[[ INFORMATION SUPPLIED open ]]

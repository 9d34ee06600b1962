use std::collections::BTreeSet;

use crate::error::{HybridError, HybridResult};
use crate::key::{DiscreteKey, Key};
use crate::ordering::VariableAdjacency;
use crate::table::{assignments, merge_keys, DecisionTable, DiscreteValues};

/// Non-negative potential over discrete keys.
#[derive(Debug, Clone, PartialEq)]
pub struct DiscreteFactor {
    table: DecisionTable<f64>,
}

impl DiscreteFactor {
    /// Create a factor from keys and row-major potentials.
    pub fn new(keys: Vec<DiscreteKey>, values: Vec<f64>) -> HybridResult<Self> {
        if let Some(v) = values.iter().find(|v| !(v.is_finite() && **v >= 0.0)) {
            return Err(HybridError::InvalidTable(format!(
                "potentials must be finite and non-negative, got {v}"
            )));
        }
        Ok(Self {
            table: DecisionTable::new(keys, values)?,
        })
    }

    /// A factor without keys.
    pub fn constant(value: f64) -> Self {
        Self {
            table: DecisionTable::constant(value),
        }
    }

    pub(crate) fn from_table(table: DecisionTable<f64>) -> Self {
        Self { table }
    }

    /// The underlying table.
    pub fn table(&self) -> &DecisionTable<f64> {
        &self.table
    }

    /// The discrete keys of the factor.
    pub fn keys(&self) -> &[DiscreteKey] {
        self.table.keys()
    }

    /// Potential of an assignment.
    pub fn value(&self, values: &DiscreteValues) -> Option<f64> {
        self.table.get(values).copied()
    }

    /// Sum of all potentials.
    pub fn sum(&self) -> f64 {
        self.table.leaves().iter().sum()
    }

    /// Pointwise product over the union of the keys.
    pub fn multiply(&self, other: &DiscreteFactor) -> DiscreteFactor {
        let keys = merge_keys([self.keys(), other.keys()]);
        Self::from_table(DecisionTable::from_fn(keys, |a| {
            self.value(a).unwrap_or(0.0) * other.value(a).unwrap_or(0.0)
        }))
    }

    /// Product of a collection of factors.
    pub fn product<'a>(factors: impl IntoIterator<Item = &'a DiscreteFactor>) -> DiscreteFactor {
        factors
            .into_iter()
            .fold(DiscreteFactor::constant(1.0), |acc, f| acc.multiply(f))
    }

    fn reduce(&self, key: Key, op: impl Fn(f64, f64) -> f64) -> DiscreteFactor {
        let Some(eliminated) = self.keys().iter().find(|k| k.key == key).copied() else {
            return self.clone();
        };
        let kept: Vec<DiscreteKey> = self
            .keys()
            .iter()
            .filter(|k| k.key != key)
            .copied()
            .collect();
        Self::from_table(DecisionTable::from_fn(kept, |a| {
            let mut a = a.clone();
            (0..eliminated.cardinality)
                .map(|v| {
                    a.insert(key, v);
                    self.value(&a).unwrap_or(0.0)
                })
                .reduce(&op)
                .unwrap_or(0.0)
        }))
    }

    /// Marginalize a key out by summation.
    pub fn sum_out(&self, key: Key) -> DiscreteFactor {
        self.reduce(key, |a, b| a + b)
    }

    /// Marginalize a key out by maximization.
    pub fn max_out(&self, key: Key) -> DiscreteFactor {
        self.reduce(key, f64::max)
    }

    /// Max-projection onto a subset of the keys; keys not in the factor are ignored.
    pub fn max_project(&self, keep: &[Key]) -> DiscreteFactor {
        self.keys()
            .iter()
            .filter(|k| !keep.contains(&k.key))
            .map(|k| k.key)
            .collect::<Vec<_>>()
            .into_iter()
            .fold(self.clone(), |acc, key| acc.max_out(key))
    }

    /// Sum-projection onto one key.
    pub fn marginal(&self, key: Key) -> DiscreteFactor {
        self.keys()
            .iter()
            .filter(|k| k.key != key)
            .map(|k| k.key)
            .collect::<Vec<_>>()
            .into_iter()
            .fold(self.clone(), |acc, key| acc.sum_out(key))
    }

    /// Scale the potentials so that they sum to one; an all-zero factor is returned as is.
    pub fn normalize(&self) -> DiscreteFactor {
        let total = self.sum();
        if total <= 0.0 {
            return self.clone();
        }
        Self::from_table(self.table.map(|v| v / total))
    }

    /// Keep the `max_leaves` largest potentials and zero the rest.
    ///
    /// Ties are resolved in favour of the lower table index.
    pub fn keep_largest(&self, max_leaves: usize) -> DiscreteFactor {
        let leaves = self.table.leaves();
        let mut order: Vec<usize> = (0..leaves.len()).filter(|i| leaves[*i] > 0.0).collect();
        if order.len() <= max_leaves {
            return self.clone();
        }
        order.sort_by(|a, b| leaves[*b].total_cmp(&leaves[*a]).then(a.cmp(b)));
        let mut pruned = self.table.map(|_| 0.0);
        for i in order.into_iter().take(max_leaves) {
            pruned.leaves_mut()[i] = leaves[i];
        }
        Self::from_table(pruned)
    }

    /// Drop the fixed keys, keeping the potentials that agree with them.
    pub fn restrict(&self, fixed: &DiscreteValues) -> DiscreteFactor {
        Self::from_table(self.table.restrict(fixed))
    }

    /// Zero every potential that disagrees with `fixed`, keeping all keys.
    pub fn condition_on(&self, fixed: &DiscreteValues) -> DiscreteFactor {
        let mut out = self.table.clone();
        for (i, leaf) in out.leaves_mut().iter_mut().enumerate() {
            let a = self.table.assignment(i);
            if fixed.iter().any(|(k, v)| a.get(k).is_some_and(|x| x != v)) {
                *leaf = 0.0;
            }
        }
        Self::from_table(out)
    }
}

/// Distribution of frontal discrete keys given discrete parents.
#[derive(Debug, Clone, PartialEq)]
pub struct DiscreteConditional {
    frontals: Vec<DiscreteKey>,
    parents: Vec<DiscreteKey>,
    table: DecisionTable<f64>,
}

impl DiscreteConditional {
    /// Split a joint factor into `P(frontals | rest)` and the marginal on the rest.
    pub fn from_factor(joint: &DiscreteFactor, frontals: &[Key]) -> (Self, DiscreteFactor) {
        let marginal = frontals
            .iter()
            .fold(joint.clone(), |acc, key| acc.sum_out(*key));
        let table = DecisionTable::from_fn(joint.keys().to_vec(), |a| {
            let denom = marginal.value(a).unwrap_or(0.0);
            if denom > 0.0 {
                joint.value(a).unwrap_or(0.0) / denom
            } else {
                0.0
            }
        });
        let (f, p): (Vec<DiscreteKey>, Vec<DiscreteKey>) = joint
            .keys()
            .iter()
            .copied()
            .partition(|k| frontals.contains(&k.key));
        (
            Self {
                frontals: f,
                parents: p,
                table,
            },
            marginal,
        )
    }

    /// The frontal keys.
    pub fn frontals(&self) -> &[DiscreteKey] {
        &self.frontals
    }

    /// The parent keys.
    pub fn parents(&self) -> &[DiscreteKey] {
        &self.parents
    }

    /// All keys in table layout order.
    pub fn keys(&self) -> &[DiscreteKey] {
        self.table.keys()
    }

    /// Probability of the frontals given the parents in `values`.
    pub fn probability(&self, values: &DiscreteValues) -> Option<f64> {
        self.table.get(values).copied()
    }

    /// Negative log probability.
    pub fn error(&self, values: &DiscreteValues) -> Option<f64> {
        self.probability(values).map(|p| -p.ln())
    }

    /// The conditional seen as a potential table.
    pub fn to_factor(&self) -> DiscreteFactor {
        DiscreteFactor::from_table(self.table.clone())
    }

    /// Condition on fixed values; `None` when no key remains.
    ///
    /// Fixed frontals are sliced out and the remaining frontals renormalized.
    pub fn restrict(&self, fixed: &DiscreteValues) -> Option<Self> {
        let frontals: Vec<DiscreteKey> = self
            .frontals
            .iter()
            .filter(|k| !fixed.contains_key(&k.key))
            .copied()
            .collect();
        if frontals.is_empty() {
            return None;
        }
        let sliced = self.to_factor().restrict(fixed);
        let frontal_keys: Vec<Key> = frontals.iter().map(|k| k.key).collect();
        let (conditional, _) = Self::from_factor(&sliced, &frontal_keys);
        Some(conditional)
    }
}

/// Most probable assignment of a product of discrete factors.
///
/// Max-product variable elimination in minimum-degree order followed by
/// back-substitution; ties go to the lowest value.
pub fn max_product(factors: &[DiscreteFactor]) -> DiscreteValues {
    let mut pool: Vec<DiscreteFactor> = factors
        .iter()
        .filter(|f| !f.keys().is_empty())
        .cloned()
        .collect();

    let all_keys: Vec<DiscreteKey> = merge_keys(pool.iter().map(|f| f.keys()));
    let mut adjacency = VariableAdjacency::default();
    for f in &pool {
        adjacency.add_clique(f.keys().iter().map(|k| k.key));
    }
    let order = adjacency.min_degree(&all_keys.iter().map(|k| k.key).collect::<BTreeSet<_>>());

    let mut traces: Vec<(DiscreteKey, DiscreteFactor)> = Vec::with_capacity(order.len());
    for key in order {
        let (involved, rest): (Vec<DiscreteFactor>, Vec<DiscreteFactor>) = pool
            .into_iter()
            .partition(|f| f.keys().iter().any(|k| k.key == key));
        pool = rest;
        let Some(dkey) = all_keys.iter().find(|k| k.key == key).copied() else {
            continue;
        };
        let product = DiscreteFactor::product(&involved);
        let reduced = product.max_out(key);
        if !reduced.keys().is_empty() {
            pool.push(reduced);
        }
        traces.push((dkey, product));
    }

    let mut values = DiscreteValues::new();
    for (dkey, product) in traces.iter().rev() {
        let mut best = (0, f64::NEG_INFINITY);
        for v in 0..dkey.cardinality {
            values.insert(dkey.key, v);
            let p = product.value(&values).unwrap_or(0.0);
            if p > best.1 {
                best = (v, p);
            }
        }
        values.insert(dkey.key, best.0);
    }
    values
}

/// Most probable assignment by exhaustive enumeration; meant for small problems and tests.
pub fn brute_force_mpe(factors: &[DiscreteFactor]) -> DiscreteValues {
    let keys = merge_keys(factors.iter().map(|f| f.keys()));
    let mut best = (DiscreteValues::new(), f64::NEG_INFINITY);
    for a in assignments(&keys) {
        let p: f64 = factors.iter().map(|f| f.value(&a).unwrap_or(0.0)).product();
        if p > best.1 {
            best = (a, p);
        }
    }
    best.0
}

#[cfg(test)]
mod tests {
    use super::*;
    use approx::assert_relative_eq;
    use rand::{rngs::StdRng, Rng, SeedableRng};

    fn m(i: u64, card: usize) -> DiscreteKey {
        DiscreteKey::new(Key::symbol('m', i), card)
    }

    #[test]
    fn test_rejects_negative_potentials() {
        assert!(DiscreteFactor::new(vec![m(0, 2)], vec![0.5, -0.1]).is_err());
        assert!(DiscreteFactor::new(vec![m(0, 2)], vec![0.5, f64::NAN]).is_err());
    }

    #[test]
    fn test_multiply_and_marginals() -> Result<(), HybridError> {
        let a = DiscreteFactor::new(vec![m(0, 2)], vec![0.25, 0.75])?;
        let b = DiscreteFactor::new(vec![m(1, 2)], vec![0.5, 0.5])?;
        let ab = a.multiply(&b);
        assert_eq!(ab.keys(), &[m(0, 2), m(1, 2)]);
        assert_relative_eq!(ab.sum(), 1.0, epsilon = 1e-12);
        let marg = ab.marginal(m(0, 2).key);
        assert_eq!(marg.table().leaves(), a.table().leaves());
        let maxed = ab.max_out(m(0, 2).key);
        assert_eq!(maxed.table().leaves(), &[0.375, 0.375]);
        Ok(())
    }

    #[test]
    fn test_conditional_from_factor_is_normalized() -> Result<(), HybridError> {
        let joint = DiscreteFactor::new(vec![m(0, 2), m(1, 2)], vec![1.0, 3.0, 2.0, 2.0])?;
        let (cond, marginal) = DiscreteConditional::from_factor(&joint, &[m(1, 2).key]);
        assert_eq!(cond.frontals(), &[m(1, 2)]);
        assert_eq!(cond.parents(), &[m(0, 2)]);
        assert_eq!(marginal.table().leaves(), &[4.0, 4.0]);
        let p = |a: usize, b: usize| {
            cond.probability(&DiscreteValues::from([(m(0, 2).key, a), (m(1, 2).key, b)]))
                .unwrap()
        };
        assert_relative_eq!(p(0, 0), 0.25);
        assert_relative_eq!(p(0, 1), 0.75);
        assert_relative_eq!(p(1, 0) + p(1, 1), 1.0);
        Ok(())
    }

    #[test]
    fn test_keep_largest() -> Result<(), HybridError> {
        let f = DiscreteFactor::new(vec![m(0, 4)], vec![0.1, 0.4, 0.4, 0.1])?;
        assert_eq!(f.keep_largest(2).table().leaves(), &[0.0, 0.4, 0.4, 0.0]);
        assert_eq!(f.keep_largest(1).table().leaves(), &[0.0, 0.4, 0.0, 0.0]);
        assert_eq!(f.keep_largest(10), f);
        Ok(())
    }

    #[test]
    fn test_restrict_conditional_on_parent() -> Result<(), HybridError> {
        let joint = DiscreteFactor::new(vec![m(0, 2), m(1, 2)], vec![1.0, 3.0, 2.0, 2.0])?;
        let (cond, _) = DiscreteConditional::from_factor(&joint, &[m(1, 2).key]);
        let restricted = cond
            .restrict(&DiscreteValues::from([(m(0, 2).key, 0)]))
            .unwrap();
        assert!(restricted.parents().is_empty());
        assert_eq!(restricted.frontals(), &[m(1, 2)]);
        assert_relative_eq!(restricted.to_factor().sum(), 1.0, epsilon = 1e-12);
        assert!(cond
            .restrict(&DiscreteValues::from([(m(1, 2).key, 1)]))
            .is_none());
        Ok(())
    }

    #[test]
    fn test_max_product_matches_enumeration() -> Result<(), HybridError> {
        let mut rng = StdRng::seed_from_u64(7);
        for _ in 0..20 {
            let keys: Vec<DiscreteKey> = (0..5).map(|i| m(i, rng.random_range(2..4))).collect();
            let mut factors = Vec::new();
            for _ in 0..6 {
                let a = keys[rng.random_range(0..keys.len())];
                let b = keys[rng.random_range(0..keys.len())];
                let scope = merge_keys([&[a][..], &[b][..]]);
                let n = crate::table::num_assignments(&scope);
                let values = (0..n).map(|_| rng.random::<f64>()).collect();
                factors.push(DiscreteFactor::new(scope, values)?);
            }
            let fast = max_product(&factors);
            let slow = brute_force_mpe(&factors);
            let score = |a: &DiscreteValues| -> f64 {
                factors.iter().map(|f| f.value(a).unwrap_or(0.0)).product()
            };
            assert_relative_eq!(score(&fast), score(&slow), epsilon = 1e-12);
        }
        Ok(())
    }
}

[[ INFORMATION SUPPLIED closed ]]

__THE PROBLEM__. Copy every line of the listing where the word "traces" appears.

__RESPONSE TO THE EXERCISE__.
    let mut traces: Vec<(DiscreteKey, DiscreteFactor)> = Vec::with_capacity(order.len());
        traces.push((dkey, product));
    for (dkey, product) in traces.iter().rev() {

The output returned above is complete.